Au Sénégal, les soirées reggae « sound system » ont longtemps été marginalisées, associées à des stéréotypes religieux et moraux. Nées dans les années 1990 sous l'impulsion de l'animateur Cheikh Amala Doucouré, elles connaissent depuis les années 2020 un regain d'intérêt porté par les réseaux sociaux, attirant un public bien plus large — des jeunes aux cadres d'entreprise.
Cette effervescence n'est pas qu'un phénomène de mode : les sound systems diffusent des messages de résistance et d'unité africaine hérités de la culture rasta, réinterprétés avec une touche locale, transformant chaque soirée en espace de dialogue intergénérationnel.

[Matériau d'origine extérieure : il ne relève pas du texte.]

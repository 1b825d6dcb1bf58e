pub mod manager;
pub mod secrets;

use serde::{Deserialize, Serialize};
use std::collections::BTreeMap;
use std::time::Duration;

pub use manager::ConfigManager;

use crate::constants::{discord, faucet, intervals, notifications, source, thresholds, web};
use crate::errors::ConfigError;
use crate::status::{Severity, SeverityTable, Thresholds};

#[derive(Debug, Clone, Serialize, Deserialize)]
pub struct Config {
    #[serde(default = "default_host")]
    pub host: String,
    #[serde(default = "default_port")]
    pub port: u16,
    #[serde(default)]
    pub source: SourceConfig,
    #[serde(default)]
    pub thresholds: Thresholds,
    /// Poll interval per severity, in seconds
    #[serde(default = "default_intervals")]
    pub intervals: SeverityTable<u64>,
    /// Channel name per severity
    #[serde(default = "default_status_names")]
    pub status_names: SeverityTable<String>,
    #[serde(default)]
    pub notifications: NotificationsConfig,
    #[serde(default)]
    pub discord: DiscordConfig,
    #[serde(default)]
    pub branding: BrandingConfig,
    pub faucet: Option<FaucetConfig>,
    // Populated from individual guild config files
    #[serde(skip)]
    pub guilds: BTreeMap<String, GuildConfig>,
    // Populated from secrets.toml or the environment
    #[serde(skip)]
    pub bot_token: String,
}

#[derive(Debug, Clone, Serialize, Deserialize)]
pub struct SourceConfig {
    #[serde(default = "default_base_url")]
    pub base_url: String,
    #[serde(default = "default_blocks_endpoint")]
    pub blocks_endpoint: String,
    #[serde(default = "default_sample_size")]
    pub sample_size: usize,
    #[serde(default = "default_report_sample_size")]
    pub report_sample_size: usize,
    #[serde(default = "default_source_timeout")]
    pub request_timeout_seconds: u64,
}

impl Default for SourceConfig {
    fn default() -> Self {
        Self {
            base_url: default_base_url(),
            blocks_endpoint: default_blocks_endpoint(),
            sample_size: default_sample_size(),
            report_sample_size: default_report_sample_size(),
            request_timeout_seconds: default_source_timeout(),
        }
    }
}

impl Default for Thresholds {
    fn default() -> Self {
        Self {
            critical_block_age_seconds: thresholds::CRITICAL_BLOCK_AGE_SECONDS,
            warning_block_age_seconds: thresholds::WARNING_BLOCK_AGE_SECONDS,
            max_empty_blocks: thresholds::MAX_EMPTY_BLOCKS,
        }
    }
}

#[derive(Debug, Clone, Serialize, Deserialize)]
pub struct NotificationsConfig {
    #[serde(default = "default_debounce_seconds")]
    pub debounce_seconds: u64,
    #[serde(default = "default_channel_update_delay")]
    pub channel_update_delay_ms: u64,
    #[serde(default = "default_messages")]
    pub messages: SeverityTable<String>,
    #[serde(default = "default_colors")]
    pub colors: SeverityTable<u32>,
    /// Appended to every alert as "Block explorer: <url>"
    pub explorer_url: Option<String>,
}

impl Default for NotificationsConfig {
    fn default() -> Self {
        Self {
            debounce_seconds: default_debounce_seconds(),
            channel_update_delay_ms: default_channel_update_delay(),
            messages: default_messages(),
            colors: default_colors(),
            explorer_url: None,
        }
    }
}

#[derive(Debug, Clone, Serialize, Deserialize)]
pub struct DiscordConfig {
    #[serde(default = "default_api_base_url")]
    pub api_base_url: String,
    #[serde(default)]
    pub status_channels: Vec<String>,
    #[serde(default)]
    pub notification_channels: Vec<String>,
    #[serde(default = "default_validation_schedule")]
    pub validation_schedule: String,
}

impl Default for DiscordConfig {
    fn default() -> Self {
        Self {
            api_base_url: default_api_base_url(),
            status_channels: Vec::new(),
            notification_channels: Vec::new(),
            validation_schedule: default_validation_schedule(),
        }
    }
}

#[derive(Debug, Clone, Serialize, Deserialize)]
pub struct BrandingConfig {
    #[serde(default = "default_branding_name")]
    pub name: String,
    pub icon_url: Option<String>,
}

impl Default for BrandingConfig {
    fn default() -> Self {
        Self {
            name: default_branding_name(),
            icon_url: None,
        }
    }
}

/// Per-guild overrides, one file per guild in the config directory
#[derive(Debug, Clone, Serialize, Deserialize)]
pub struct GuildConfig {
    pub guild_id: String,
    pub status_channel_id: Option<String>,
    #[serde(default)]
    pub notification_channel_ids: Vec<String>,
    #[serde(default)]
    pub status_names: GuildStatusNames,
}

#[derive(Debug, Clone, Default, Serialize, Deserialize)]
pub struct GuildStatusNames {
    pub green: Option<String>,
    pub yellow: Option<String>,
    pub red: Option<String>,
}

impl GuildStatusNames {
    fn get(&self, severity: Severity) -> Option<&str> {
        let name = match severity {
            Severity::Green => &self.green,
            Severity::Yellow => &self.yellow,
            Severity::Red => &self.red,
        };
        name.as_deref().filter(|n| !n.is_empty())
    }
}

/// Resolves the channel name for a severity, preferring guild overrides
#[derive(Debug, Clone)]
pub struct StatusNames {
    global: SeverityTable<String>,
    guilds: BTreeMap<String, GuildStatusNames>,
}

impl StatusNames {
    pub fn new(global: SeverityTable<String>, guilds: BTreeMap<String, GuildStatusNames>) -> Self {
        Self { global, guilds }
    }

    pub fn resolve(&self, severity: Severity, guild_id: Option<&str>) -> &str {
        guild_id
            .and_then(|id| self.guilds.get(id))
            .and_then(|names| names.get(severity))
            .unwrap_or_else(|| self.global.get(severity).as_str())
    }
}

#[derive(Debug, Clone, Serialize, Deserialize)]
pub struct FaucetConfig {
    #[serde(default = "default_base_url")]
    pub base_url: String,
    #[serde(default = "default_balance_endpoint")]
    pub balance_endpoint: String,
    pub address: String,
    pub channel_id: String,
    #[serde(default = "default_faucet_threshold")]
    pub threshold: u64,
    #[serde(default = "default_faucet_interval")]
    pub fetch_interval_seconds: u64,
    #[serde(default = "default_faucet_full_name")]
    pub full_name: String,
    #[serde(default = "default_faucet_dry_name")]
    pub dry_name: String,
}

impl FaucetConfig {
    pub fn balance_url(&self) -> String {
        format!(
            "{}{}",
            self.base_url.trim_end_matches('/'),
            self.balance_endpoint.replace("{address}", &self.address)
        )
    }
}

impl Config {
    pub fn poll_intervals(&self) -> SeverityTable<Duration> {
        self.intervals.map(|secs| Duration::from_secs(*secs))
    }

    pub fn debounce_window(&self) -> Duration {
        Duration::from_secs(self.notifications.debounce_seconds)
    }

    pub fn channel_update_delay(&self) -> Duration {
        Duration::from_millis(self.notifications.channel_update_delay_ms)
    }

    pub fn label_names(&self) -> StatusNames {
        let guilds = self
            .guilds
            .values()
            .map(|g| (g.guild_id.clone(), g.status_names.clone()))
            .collect();
        StatusNames::new(self.status_names.clone(), guilds)
    }

    /// Global status channels followed by guild ones, without duplicates
    pub fn status_channels(&self) -> Vec<String> {
        let guild_channels = self
            .guilds
            .values()
            .filter_map(|g| g.status_channel_id.clone());
        dedup_channels(self.discord.status_channels.iter().cloned().chain(guild_channels))
    }

    /// Global notification channels followed by guild ones, without duplicates
    pub fn notification_channels(&self) -> Vec<String> {
        let guild_channels = self
            .guilds
            .values()
            .flat_map(|g| g.notification_channel_ids.iter().cloned());
        dedup_channels(
            self.discord
                .notification_channels
                .iter()
                .cloned()
                .chain(guild_channels),
        )
    }

    pub fn validate(&self) -> Result<(), ConfigError> {
        for severity in Severity::ALL {
            if *self.intervals.get(severity) == 0 {
                return Err(ConfigError::InvalidValue {
                    field: format!("intervals.{}", severity),
                    reason: "must be greater than zero".to_string(),
                });
            }
        }

        if self.source.sample_size == 0 {
            return Err(ConfigError::InvalidValue {
                field: "source.sample_size".to_string(),
                reason: "must be greater than zero".to_string(),
            });
        }

        if self.source.report_sample_size < self.source.sample_size {
            return Err(ConfigError::InvalidValue {
                field: "source.report_sample_size".to_string(),
                reason: format!("must be at least sample_size ({})", self.source.sample_size),
            });
        }

        if self.thresholds.warning_block_age_seconds > self.thresholds.critical_block_age_seconds {
            return Err(ConfigError::InvalidValue {
                field: "thresholds.warning_block_age_seconds".to_string(),
                reason: "must not exceed critical_block_age_seconds".to_string(),
            });
        }

        if self.bot_token.trim().is_empty() {
            return Err(ConfigError::MissingRequired {
                field: "bot_token".to_string(),
            });
        }

        if let Some(faucet) = &self.faucet {
            if faucet.fetch_interval_seconds == 0 {
                return Err(ConfigError::InvalidValue {
                    field: "faucet.fetch_interval_seconds".to_string(),
                    reason: "must be greater than zero".to_string(),
                });
            }
        }

        Ok(())
    }
}

fn dedup_channels(channels: impl Iterator<Item = String>) -> Vec<String> {
    let mut result: Vec<String> = Vec::new();
    for channel in channels {
        let channel = channel.trim().to_string();
        if !channel.is_empty() && !result.contains(&channel) {
            result.push(channel);
        }
    }
    result
}

fn default_host() -> String {
    web::DEFAULT_HOST.to_string()
}

fn default_port() -> u16 {
    web::DEFAULT_PORT
}

fn default_base_url() -> String {
    source::DEFAULT_BASE_URL.to_string()
}

fn default_blocks_endpoint() -> String {
    source::DEFAULT_BLOCKS_ENDPOINT.to_string()
}

fn default_sample_size() -> usize {
    source::MINIMUM_SAMPLE_SIZE
}

fn default_report_sample_size() -> usize {
    source::REPORT_SAMPLE_SIZE
}

fn default_source_timeout() -> u64 {
    source::REQUEST_TIMEOUT_SECONDS
}

fn default_intervals() -> SeverityTable<u64> {
    SeverityTable::new(
        intervals::GREEN_SECONDS,
        intervals::YELLOW_SECONDS,
        intervals::RED_SECONDS,
    )
}

fn default_status_names() -> SeverityTable<String> {
    SeverityTable::new(
        "⊢⛓ Testnet status: ✅".to_string(),
        "⊢⛓ Testnet status: 🟨".to_string(),
        "⊢⛓ Testnet status: ❌".to_string(),
    )
}

fn default_debounce_seconds() -> u64 {
    notifications::DEBOUNCE_SECONDS
}

fn default_channel_update_delay() -> u64 {
    notifications::CHANNEL_UPDATE_DELAY_MS
}

fn default_messages() -> SeverityTable<String> {
    SeverityTable::new(
        "Testnet status: **operational**  ✅".to_string(),
        "Testnet status: **unstable**  ⚠️".to_string(),
        "Testnet status: **outage**  ❌️".to_string(),
    )
}

fn default_colors() -> SeverityTable<u32> {
    SeverityTable::new(
        notifications::GREEN_COLOR,
        notifications::YELLOW_COLOR,
        notifications::RED_COLOR,
    )
}

fn default_api_base_url() -> String {
    discord::DEFAULT_API_BASE_URL.to_string()
}

fn default_validation_schedule() -> String {
    discord::VALIDATION_SCHEDULE.to_string()
}

fn default_branding_name() -> String {
    "Chain Status".to_string()
}

fn default_balance_endpoint() -> String {
    "/address/{address}/gas-balance".to_string()
}

fn default_faucet_threshold() -> u64 {
    faucet::DEFAULT_THRESHOLD
}

fn default_faucet_interval() -> u64 {
    faucet::FETCH_INTERVAL_SECONDS
}

fn default_faucet_full_name() -> String {
    "・faucet status꞉💧・".to_string()
}

fn default_faucet_dry_name() -> String {
    "・faucet status꞉❌・".to_string()
}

L'histoire de « Malaika » raconte une autre circulation, plus ancienne. Apparue dans les années 1960, la chanson est revendiquée par plusieurs pays — le Kenya (Fadhili Williams), la Tanzanie (Adam Salim), la RDC (Édouard Masengo). Miriam Makeba l'a fait connaître à l'échelle continentale après l'avoir découverte via des musiciens congolais comme Grand Kalle. Que la mélodie soit née à Nairobi, Dar es Salaam ou Kinshasa importe moins que ce qu'elle révèle : une époque où les artistes circulaient librement entre l'Afrique de l'Est et l'Afrique centrale, malgré les frontières coloniales.

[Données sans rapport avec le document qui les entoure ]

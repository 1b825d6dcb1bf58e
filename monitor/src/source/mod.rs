//! Block sources
//!
//! The monitor only needs the most recent blocks, newest first. A short
//! result is not an error at this layer; the classifier decides whether it
//! is enough.

pub mod routescan;

pub use routescan::RoutescanSource;

use anyhow::Result;
use async_trait::async_trait;

use crate::status::Block;

#[async_trait]
pub trait BlockSource: Send + Sync {
    /// Fetch up to `limit` blocks, most recent first
    async fn fetch_recent(&self, limit: usize) -> Result<Vec<Block>>;
}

Pour le Cameroun, berceau de la musique moderne africaine grâce à des figures comme Manu Dibango, cette dynamique panafricaine reste un levier largement sous-exploité — entre festivals locaux et plateformes de connexion entre professionnels du continent et de la diaspora, comme l'ACCES (African Creative Conference and Showcase).